The harder they work the broker they get
Low-level workers labor for short money in a nation that amasses wealth with little strain
The author, doing honest work for once. (Rich Bajjalieh photo)
In America, we all learned in school that if you work hard you’ll succeed.
We might get an argument from fellow citizens working multiple jobs who still can't afford to pay their bills.
We're not talking about bills from the jeweler or furrier or cocaine purveyor. We’re talking rent and food and electricity. The one-paycheck-away-from-having-to-move-back-in-with-the-old-boyfriend sort of thing. About 57% of us are like that.
That means 43% of us aren't. We may be doing better because we're hardworking and talented to boot. Or dedicated to “working smart.”
Or maybe we just fell into a pot of jam.
Don't believe that? Then maybe you're one of those who really did fall into some free jam. You just don’t know it.
Several years ago, some psychologists tried an unusual experiment. They asked folks to play Monopoly, then cheated to help some of the players, and told them. After those players won they were asked why they thought they were victorious.
Most replied that they were smarter than the other players or, gosh darn it, really good at Monopoly. They said this despite knowing that they won fixed games.
The more comfortable the winners were in their actual lives, the more likely that they would ignore the Black Sox-like reason for their Monopoly victories.
Does that mean we have a nation stocked with millions whose success makes them think they’re superior to the hoi polloi?
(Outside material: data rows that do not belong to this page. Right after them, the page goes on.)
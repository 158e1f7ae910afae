use thiserror::Error;

/// Configuration errors raised by [`crate::SwingConfig::validate`].
#[derive(Debug, Clone, PartialEq, Error)]
pub enum ConfigError {
    /// Parameter outside its valid range
    #[error("parameter out of range: {param} = {value} (expected {expected})")]
    ParamOutOfRange {
        /// Parameter name.
        param: String,
        /// Offending value.
        value: f64,
        /// Human readable valid range.
        expected: String,
    },

    /// Parameter combination that cannot work together
    #[error("invalid parameter combination: {0}")]
    Inconsistent(String),
}

impl ConfigError {
    /// Creates a `ParamOutOfRange` error.
    #[must_use]
    pub fn out_of_range(param: impl Into<String>, value: f64, expected: impl Into<String>) -> Self {
        ConfigError::ParamOutOfRange {
            param: param.into(),
            value,
            expected: expected.into(),
        }
    }
}

#[cfg(test)]
mod tests {
    use super::*;

    #[test]
    fn test_error_display() {
        let err = ConfigError::out_of_range("window", 1.0, "> 1");
        assert_eq!(
            err.to_string(),
            "parameter out of range: window = 1 (expected > 1)"
        );
    }
}
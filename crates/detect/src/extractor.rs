//! Inflection extractor.
//!
//! Maps each segment pivot back to the raw bars and locates the true
//! extreme in a neighborhood around it.

use swing_indicators::SmoothedPoint;
use swing_types::{Bar, SwingKind, SwingPoint};

use crate::error::SwingError;
use crate::segmenter::{Segment, TrendBias};

/// Extracts one swing candidate per determined segment.
///
/// An up-segment yields a `High` at the max bar high within
/// `[o - radius, o + radius]` around the pivot's original index `o`, a
/// down-segment a `Low` at the min bar low. Windows are clamped at the
/// midpoints to the neighbouring pivots, so candidate indices strictly
/// increase. Ties resolve to the earliest bar.
///
/// # Errors
/// [`SwingError::NoExtremumFound`] when a neighborhood is empty.
pub fn extract(
    bars: &[Bar],
    points: &[SmoothedPoint],
    segments: &[Segment],
    volatility: &[f64],
    radius: usize,
) -> Result<Vec<SwingPoint>, SwingError> {
    let pivots: Vec<(&Segment, usize)> = segments
        .iter()
        .filter(|s| s.bias != TrendBias::Undetermined)
        .filter_map(|s| s.extreme.and_then(|e| points.get(e)).map(|p| (s, p.index)))
        .collect();

    let last_bar = bars.len().saturating_sub(1);
    let mut candidates = Vec::with_capacity(pivots.len());

    for (k, &(seg, pivot)) in pivots.iter().enumerate() {
        let mut start = pivot.saturating_sub(radius);
        let mut end = (pivot + radius).min(last_bar);
        if k > 0 {
            let prev = pivots[k - 1].1;
            start = start.max((prev + pivot) / 2 + 1);
        }
        if let Some(&(_, next)) = pivots.get(k + 1) {
            end = end.min((pivot + next) / 2);
        }
        if start > end || end >= bars.len() {
            return Err(SwingError::NoExtremumFound { pivot, start, end });
        }

        let origin = points
            .get(seg.start)
            .map_or(0, |p| p.index)
            .saturating_sub(radius)
            .min(pivot);

        let window = &bars[start..=end];
        let span = &bars[origin..=pivot];
        let (offset, kind, price, opposing) = if seg.bias == TrendBias::Up {
            let (offset, price) = arg_extreme(window.iter().map(|b| b.high), |a, b| a > b);
            let opposing = span.iter().map(|b| b.low).fold(f64::INFINITY, f64::min);
            (offset, SwingKind::High, price, opposing)
        } else {
            let (offset, price) = arg_extreme(window.iter().map(|b| b.low), |a, b| a < b);
            let opposing = span.iter().map(|b| b.high).fold(f64::NEG_INFINITY, f64::max);
            (offset, SwingKind::Low, price, opposing)
        };

        let index = start + offset;
        let amplitude = (price - opposing).abs();
        let strength = match volatility.get(index) {
            Some(&v) if v.is_finite() && v > 0.0 => amplitude / v,
            _ => 0.0,
        };

        candidates.push(SwingPoint {
            kind,
            index,
            timestamp_ns: bars[index].timestamp_ns,
            price,
            strength,
            amplitude,
        });
    }

    tracing::debug!(
        "Extracted {} swing candidates from {} segments (radius {})",
        candidates.len(),
        segments.len(),
        radius
    );

    Ok(candidates)
}

/// First position whose value beats every earlier one under `better`.
fn arg_extreme(values: impl Iterator<Item = f64>, better: impl Fn(f64, f64) -> bool) -> (usize, f64) {
    let mut best = (0, f64::NAN);
    for (i, v) in values.enumerate() {
        if i == 0 || better(v, best.1) {
            best = (i, v);
        }
    }
    best
}
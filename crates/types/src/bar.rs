use crate::price_field::PriceField;

/// One OHLC observation.
/// `timestamp_ns` is the bar **open time** in Unix epoch nanoseconds (UTC).
#[derive(Debug, Clone, Copy, PartialEq, serde::Serialize, serde::Deserialize)]
pub struct Bar {
    /// Unix epoch nanoseconds UTC (open time)
    pub timestamp_ns: i64,
    /// Open price
    pub open: f64,
    /// High price
    pub high: f64,
    /// Low price
    pub low: f64,
    /// Close price
    pub close: f64,
    /// Volume (informational, not used by detection)
    #[serde(default)]
    pub volume: f64,
}

impl Bar {
    /// Creates a bar with zero volume.
    #[must_use]
    pub fn new(timestamp_ns: i64, open: f64, high: f64, low: f64, close: f64) -> Self {
        Self {
            timestamp_ns,
            open,
            high,
            low,
            close,
            volume: 0.0,
        }
    }

    /// Creates a flat bar where all four prices equal `price`.
    ///
    /// Used for forward-filled gap bars.
    #[must_use]
    pub fn flat(timestamp_ns: i64, price: f64) -> Self {
        Self::new(timestamp_ns, price, price, price, price)
    }

    /// Returns the requested price field of this bar.
    #[must_use]
    pub fn price(&self, field: PriceField) -> f64 {
        match field {
            PriceField::Open => self.open,
            PriceField::High => self.high,
            PriceField::Low => self.low,
            PriceField::Close => self.close,
            PriceField::Median => (self.high + self.low) / 2.0,
            PriceField::Typical => (self.high + self.low + self.close) / 3.0,
        }
    }

    /// Returns `true` when all prices are finite.
    #[must_use]
    pub fn is_finite(&self) -> bool {
        self.open.is_finite()
            && self.high.is_finite()
            && self.low.is_finite()
            && self.close.is_finite()
            && self.volume.is_finite()
    }

    /// Returns `true` when high/low bracket open and close.
    #[must_use]
    pub fn has_valid_range(&self) -> bool {
        self.low <= self.open
            && self.low <= self.close
            && self.high >= self.open
            && self.high >= self.close
            && self.low <= self.high
    }
}
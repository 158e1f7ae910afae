/// Kind of a swing point
#[derive(Debug, Clone, Copy, PartialEq, Eq, Hash, serde::Serialize, serde::Deserialize)]
#[serde(rename_all = "snake_case")]
pub enum SwingKind {
    /// Local high (taken from the bar high)
    High,
    /// Local low (taken from the bar low)
    Low,
}

impl SwingKind {
    /// Returns the other kind.
    #[must_use]
    pub fn opposite(self) -> Self {
        match self {
            SwingKind::High => SwingKind::Low,
            SwingKind::Low => SwingKind::High,
        }
    }
}

/// Detected swing high or low
#[derive(Debug, Clone, Copy, PartialEq, serde::Serialize, serde::Deserialize)]
pub struct SwingPoint {
    /// High or low
    pub kind: SwingKind,
    /// Index into the canonical series
    pub index: usize,
    /// Open time of the bar in Unix epoch nanoseconds UTC
    pub timestamp_ns: i64,
    /// Bar high for a `High`, bar low for a `Low`
    pub price: f64,
    /// Terminated move divided by local volatility
    pub strength: f64,
    /// Terminated move in price units
    pub amplitude: f64,
}

impl SwingPoint {
    /// Price of the extreme this point's move started from.
    #[must_use]
    pub fn opposing_price(&self) -> f64 {
        match self.kind {
            SwingKind::High => self.price - self.amplitude,
            SwingKind::Low => self.price + self.amplitude,
        }
    }

    /// Terminated move in percent of the opposing extreme.
    ///
    /// Returns `f64::INFINITY` when the opposing price is not positive.
    #[must_use]
    pub fn amplitude_pct(&self) -> f64 {
        let base = self.opposing_price();
        if base > 0.0 {
            self.amplitude / base * 100.0
        } else {
            f64::INFINITY
        }
    }
}
//! Swing Indicators
//!
//! Moving averages, volatility estimators and the smoother used by the
//! swing detection engine.
//!
//! # Available Indicators
//! - SMA: Simple Moving Average
//! - EMA: Exponential Moving Average (`adjust=False`)
//! - ATR: Average True Range (Wilder smoothing)
//! - `RollingStd`: rolling sample standard deviation
//!
//! [`smooth`] and [`volatility`] combine them into the per-bar inputs of
//! the trend segmenter.

#![deny(clippy::all)]

pub mod error;
pub mod impl_;
pub mod smoother;
pub mod traits;
pub mod volatility;

pub use error::IndicatorError;
pub use smoother::{SmoothedPoint, SmoothingSpec, smooth};
pub use traits::{Indicator, price_series};
pub use volatility::{VolatilitySpec, volatility};

pub use impl_::{atr::ATR, ema::EMA, rolling_std::RollingStd, sma::SMA};
//! Indicator error types.

use thiserror::Error;

/// Errors that can occur during indicator or smoother computation.
#[derive(Debug, Clone, PartialEq, Error)]
pub enum IndicatorError {
    /// Invalid parameters for the indicator
    #[error("invalid parameters: {0}")]
    InvalidParams(String),

    /// Insufficient data for computation
    #[error("insufficient data: need {required} bars, got {actual}")]
    InsufficientData {
        /// Required number of bars.
        required: usize,
        /// Actual number of bars provided.
        actual: usize,
    },

    /// Computation error (e.g. no finite output)
    #[error("computation error: {0}")]
    ComputationError(String),

    /// Parameter out of valid range
    #[error("parameter out of range: {param} = {value} (valid: {min}..={max})")]
    ParamOutOfRange {
        /// Parameter name.
        param: String,
        /// Parameter value.
        value: f64,
        /// Minimum allowed value.
        min: f64,
        /// Maximum allowed value.
        max: f64,
    },
}

impl IndicatorError {
    /// Creates an `InvalidParams` error with a message.
    #[must_use]
    pub fn invalid_params(msg: impl Into<String>) -> Self {
        IndicatorError::InvalidParams(msg.into())
    }

    /// Creates a `ComputationError` with a message.
    #[must_use]
    pub fn computation(msg: impl Into<String>) -> Self {
        IndicatorError::ComputationError(msg.into())
    }

    /// Creates a `ParamOutOfRange` error.
    #[must_use]
    pub fn param_out_of_range(param: impl Into<String>, value: f64, min: f64, max: f64) -> Self {
        IndicatorError::ParamOutOfRange {
            param: param.into(),
            value,
            min,
            max,
        }
    }

    /// Returns `true` when the error stems from parameters rather than data.
    #[must_use]
    pub fn is_config(&self) -> bool {
        matches!(
            self,
            IndicatorError::InvalidParams(_) | IndicatorError::ParamOutOfRange { .. }
        )
    }
}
Yes.
But lots of people on the other end of the employment spectrum are kidding themselves, too.
Many underpaid workers who could probably improve their lot in life by organizing believe that joining a union would actually make things worse. Maybe they think they’re more likely to be laid off. Maybe it’s the Stockholm Syndrome.
So they vote each November for people who promise to clamp down on organized labor, and the guy risking his job to hand them a signup card is treated as if he was an ax murderer. Since the late 1950s, the number of unionized workers dropped from about 35 percent to about 6 percent.
Over the same period, real wages have stayed flat. Coincidence.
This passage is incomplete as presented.